The White House, when asked for comment, referred to the remarks by Dr Fauci and Dr Collins. Still, the measure was criticised as modestly effective at best.

Italy's first known Omicron carrier, for instance, arrived two weeks ago, had a negative test before his flight and moved around Italy for days before his diagnosis.

"Travel bans have not been very effective this entire pandemic," Dr Peter Hotez, a professor and dean of tropical medicine at Baylor College of Medicine, told CNN. "I think much more productive than travel bans would be refocusing our energies on trying to vaccinate southern Africa."

Dr Celine Gounder, a physician who served as a Covid-19 adviser to the Biden transition team, said the bans announced by Mr Biden on Friday were too slow and have "massive loopholes."

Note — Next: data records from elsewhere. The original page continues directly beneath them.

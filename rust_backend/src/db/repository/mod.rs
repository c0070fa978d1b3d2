//! Artifact store contract.
//!
//! A summarized collection is persisted as one JSON artifact per top-level
//! field (`surveyinfo`, `instrinfo`, `analysisinfo`, `tiers`, `surveys`,
//! `spectiercids`), each stored under an [`ArtifactKey`]. Backends only need
//! to store and load opaque JSON values by key.
//!
//! # Thread Safety
//! Implementations must be `Send + Sync` to work with async Rust.

pub mod error;

use async_trait::async_trait;
use serde_json::Value;
use std::fmt;

pub use error::{RepositoryError, RepositoryResult};

/// Key of one persisted artifact: a collection name and a field name.
#[derive(Debug, Clone, PartialEq, Eq, PartialOrd, Ord, Hash)]
pub struct ArtifactKey {
    pub collection: String,
    pub field: String,
}

impl ArtifactKey {
    pub fn new(collection: impl Into<String>, field: impl Into<String>) -> Self {
        Self {
            collection: collection.into(),
            field: field.into(),
        }
    }

    /// File stem used by file-backed stores: `<collection>_<field>`.
    pub fn file_stem(&self) -> String {
        format!("{}_{}", self.collection, self.field)
    }
}

impl fmt::Display for ArtifactKey {
    fn fmt(&self, f: &mut fmt::Formatter<'_>) -> fmt::Result {
        write!(f, "{}", self.file_stem())
    }
}

#[async_trait]
pub trait ArtifactRepository: Send + Sync {
    /// Check if the store is usable.
    async fn health_check(&self) -> RepositoryResult<bool>;

    /// Store `value` under `key`, replacing any previous value.
    async fn store_artifact(&self, key: &ArtifactKey, value: &Value) -> RepositoryResult<()>;

    /// Load the value stored under `key`.
    ///
    /// # Returns
    /// * `Err(RepositoryError::NotFound)` - If nothing is stored under `key`
    async fn load_artifact(&self, key: &ArtifactKey) -> RepositoryResult<Value>;

    /// Remove the value stored under `key`.
    ///
    /// # Returns
    /// * `Ok(true)` - If a value was removed
    /// * `Ok(false)` - If nothing was stored under `key`
    async fn delete_artifact(&self, key: &ArtifactKey) -> RepositoryResult<bool>;

    /// Whether a value is stored under `key`.
    async fn has_artifact(&self, key: &ArtifactKey) -> RepositoryResult<bool>;

    /// Names of collections that have at least one artifact, sorted.
    async fn list_collections(&self) -> RepositoryResult<Vec<String>>;
}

That includes a lack of bans on Belgium and other countries where cases have been detected, and that US citizens are exempt, she said.

Dr Rick Bright, a former head of the US Biomedical Advanced Research and Development Authority who also advised the transition team, echoed that.

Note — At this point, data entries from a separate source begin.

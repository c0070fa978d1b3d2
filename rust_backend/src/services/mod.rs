//! Aggregation services.
//!
//! Each builder turns one kind of SNANA table into part of a
//! [`SurveyVariant`](crate::core::domain::SurveyVariant); `query` reads the
//! assembled result back out.

pub mod cosmology;
pub mod query;
pub mod spectra;
pub mod zhist;

pub use cosmology::FitSummary;
pub use query::{HistogramKind, QueryError};
pub use spectra::{SpectralSummary, BINNING};
pub use zhist::ZHistogramBuilder;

"Porous travel bans will do very little to slow the spread of an airborne virus (replay the tape)," Dr Bright, who now heads the Rockefeller Foundation's Pandemic Prevention Institute, tweeted on Sunday. "The US and world should be getting vaccine and resources to vaccinate people across Africa."

Mr Biden said Friday that the move was precautionary. He called on other nations to boost donations and support a US call for an intellectual property waiver for Covid-19 vaccines.

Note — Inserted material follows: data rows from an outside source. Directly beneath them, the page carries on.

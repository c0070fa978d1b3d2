//! Join of the BBC fit summary onto survey variants.
//!
//! `BBC_SUMMARY_wfit0.FITRES` has one row per (variant `VERSION`, `MUOPT`)
//! for a single `FITOPT`. Each variant receives its rows ordered by `MUOPT`,
//! with the `FoM` column renamed to `FoM_stat`.

use serde_json::Value;
use std::collections::{BTreeMap, BTreeSet};
use std::path::Path;

use crate::core::domain::{CosmologyRecord, SurveyVariant};
use crate::error::{SummaryError, SummaryResult};
use crate::parsing::table::{parse_int_cell, WhitespaceTable};

const FOM_COLUMN: &str = "FoM";

/// Parsed fit-summary table.
#[derive(Debug, Clone)]
pub struct FitSummary {
    records: Vec<(String, i64, CosmologyRecord)>,
    muopts: BTreeSet<i64>,
}

fn cell_value(cell: &str) -> Value {
    if let Ok(i) = cell.parse::<i64>() {
        return Value::from(i);
    }
    cell.parse::<f64>()
        .ok()
        .and_then(serde_json::Number::from_f64)
        .map(Value::Number)
        .unwrap_or_else(|| Value::String(cell.to_string()))
}

impl FitSummary {
    pub fn read(path: &Path) -> SummaryResult<Self> {
        log::debug!("Reading {}", path.display());
        Self::from_table(&WhitespaceTable::read(path)?)
    }

    /// Validate the table: a single `FITOPT` equal to 0 and integer `MUOPT`s.
    pub fn from_table(table: &WhitespaceTable) -> SummaryResult<Self> {
        table.require_columns(&["FITOPT", "MUOPT", "VERSION", FOM_COLUMN])?;

        let fitopts: BTreeSet<i64> = table.column_with("FITOPT", parse_int_cell)?.into_iter().collect();
        match fitopts.iter().copied().collect::<Vec<i64>>().as_slice() {
            [0] => {}
            [other] => {
                return Err(SummaryError::Cosmology(format!("FITOPT is {}, not 0", other)));
            }
            [] => return Err(SummaryError::Cosmology("fit summary has no rows".to_string())),
            many => {
                return Err(SummaryError::Cosmology(format!(
                    "there is more than one FITOPT: {:?}",
                    many
                )))
            }
        }

        let muopt_column = table.column_with("MUOPT", parse_int_cell)?;
        let versions = table.column_str("VERSION")?;

        let records = table
            .rows()
            .enumerate()
            .map(|(i, row)| {
                let fields = row
                    .into_iter()
                    .filter(|(name, _)| !name.ends_with(':'))
                    .map(|(name, cell)| {
                        let key = if name == FOM_COLUMN {
                            CosmologyRecord::FOM_KEY
                        } else {
                            name
                        };
                        (key.to_string(), cell_value(cell))
                    })
                    .collect();
                (
                    versions[i].to_string(),
                    muopt_column[i],
                    CosmologyRecord { fields },
                )
            })
            .collect();

        Ok(Self {
            records,
            muopts: muopt_column.into_iter().collect(),
        })
    }

    /// Rows for one variant identity, ordered by mu-option ordinal.
    ///
    /// Exactly one row must match each `(version, ordinal)`.
    pub fn records_for(&self, version: &str, n_muopt: usize) -> SummaryResult<Vec<CosmologyRecord>> {
        (0..n_muopt as i64)
            .map(|muopt| {
                let mut matches = self
                    .records
                    .iter()
                    .filter(|(v, m, _)| v == version && *m == muopt);
                match (matches.next(), matches.next()) {
                    (Some((_, _, record)), None) => Ok(record.clone()),
                    _ => Err(SummaryError::Cosmology(format!(
                        "Found {} lines in BBC file for {}, muopt={}",
                        self.records
                            .iter()
                            .filter(|(v, m, _)| v == version && *m == muopt)
                            .count(),
                        version,
                        muopt
                    ))),
                }
            })
            .collect()
    }

    /// Check that the ordinals in the table are exactly `0..n_muopt`.
    pub fn check_muopts(&self, n_muopt: usize) -> SummaryResult<()> {
        let expected: BTreeSet<i64> = (0..n_muopt as i64).collect();
        if self.muopts != expected {
            return Err(SummaryError::Cosmology(format!(
                "MUOPT values {:?} in fit summary, expected 0..{}",
                self.muopts, n_muopt
            )));
        }
        Ok(())
    }

    /// Attach cosmology records to every variant, keyed by `long_survey_version`.
    pub fn join(&self, n_muopt: usize, variants: &mut BTreeMap<String, SurveyVariant>) -> SummaryResult<()> {
        self.check_muopts(n_muopt)?;
        for variant in variants.values_mut() {
            variant.muopt = self.records_for(&variant.long_survey_version, n_muopt)?;
        }
        Ok(())
    }
}

#[cfg(test)]
mod tests {
    use super::*;
    use crate::core::domain::{TierExposure, ZHistograms};
    use crate::core::gentype::GenTypeMap;

    const FITRES: &str = "\
# BBC summary
VARNAMES: ROW FITOPT MUOPT VERSION w wsig_marg FoM
ROW: 1 0 0 ROMAN_T_DATA-A0 -1.01 0.05 310.5
ROW: 2 0 1 ROMAN_T_DATA-A0 -0.98 0.06 250
ROW: 3 0 0 ROMAN_T_DATA-A1 -1.00 0.04 400.25
ROW: 4 0 1 ROMAN_T_DATA-A1 -0.99 0.05 350.0
";

    fn summary(text: &str) -> SummaryResult<FitSummary> {
        let table = WhitespaceTable::parse_str(Path::new("BBC.FITRES"), text)?;
        FitSummary::from_table(&table)
    }

    fn variant(version: &str) -> SurveyVariant {
        SurveyVariant {
            tiers: BTreeMap::<String, TierExposure>::new(),
            gentypemap: GenTypeMap::new(),
            zhists: ZHistograms::default(),
            long_survey_version: version.to_string(),
            spechists: None,
            muopt: Vec::new(),
        }
    }

    #[test]
    fn test_join_orders_by_muopt() {
        let fit = summary(FITRES).unwrap();
        let mut variants = BTreeMap::new();
        variants.insert("T A0".to_string(), variant("ROMAN_T_DATA-A0"));
        variants.insert("T A1".to_string(), variant("ROMAN_T_DATA-A1"));

        fit.join(2, &mut variants).unwrap();
        let a0 = &variants["T A0"].muopt;
        assert_eq!(a0.len(), 2);
        assert_eq!(a0[0].fom_stat(), Some(310.5));
        assert_eq!(a0[1].fom_stat(), Some(250.0));
        assert_eq!(a0[1].fields["MUOPT"], 1);
        assert_eq!(a0[0].fields["VERSION"], "ROMAN_T_DATA-A0");
        assert!(!a0[0].fields.contains_key("FoM"));
        assert!(!a0[0].fields.contains_key("VARNAMES:"));
        assert_eq!(variants["T A1"].muopt[0].fom_stat(), Some(400.25));
    }

    #[test]
    fn test_multiple_fitopts() {
        let text = FITRES.replace("ROW: 4 0 1", "ROW: 4 1 1");
        let err = summary(&text).unwrap_err();
        assert!(err.to_string().contains("more than one FITOPT"));
    }

    #[test]
    fn test_nonzero_fitopt() {
        let text = FITRES.replace(" 0 0 ", " 2 0 ").replace(" 0 1 ", " 2 1 ");
        assert!(matches!(summary(&text), Err(SummaryError::Cosmology(_))));
    }

    #[test]
    fn test_muopt_ordinals_must_match() {
        let fit = summary(FITRES).unwrap();
        assert!(fit.check_muopts(2).is_ok());
        assert!(fit.check_muopts(3).is_err());
        let mut variants = BTreeMap::new();
        assert!(fit.join(1, &mut variants).is_err());
    }

    #[test]
    fn test_ambiguous_or_missing_row() {
        let dup = format!("{}ROW: 5 0 0 ROMAN_T_DATA-A0 -1.0 0.1 1.0\n", FITRES);
        let fit = summary(&dup).unwrap();
        let err = fit.records_for("ROMAN_T_DATA-A0", 2).unwrap_err();
        assert!(err.to_string().contains("Found 2 lines"));

        let fit = summary(FITRES).unwrap();
        let err = fit.records_for("ROMAN_T_DATA-A9", 2).unwrap_err();
        assert!(err.to_string().contains("Found 0 lines"));
    }
}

The US has pledged donations of over 1 billion doses of vaccines by mid-2022, but hasn't pledged anything new for Africa since Omicron's emergence.

'Can't hide'

Mr Biden dismissed a question on Friday about whether travel restrictions discourage countries from coming forward about new variants.

"I'd say that's ridiculous, because you can't hide the variants," he said in Nantucket, where he spent the Thanksgiving holiday with his family. "It's not like someone could hide the fact that there's a new variant with people getting sick more quickly."

Dr Gounder disagreed. "When we punish countries (e.g. South Africa) who've been scientifically transparent and collaborative… how do we think they and others (e.g. China) will behave in the future?" she tweeted.

Mr Slavitt said testing people on arrival and requiring quarantine for positive cases is "sensible."

The US measures reimposed country-based restrictions that were abandoned earlier this month in favour of a system based on whether a traveller is vaccinated or not - regardless of which country they were coming from or recently visited.

The US now has a hybrid system that leaves it largely open to vaccinated foreigners and fully open to citizens, while banning anyone, vaccinated or not, who has been in the eight African countries within the past two weeks.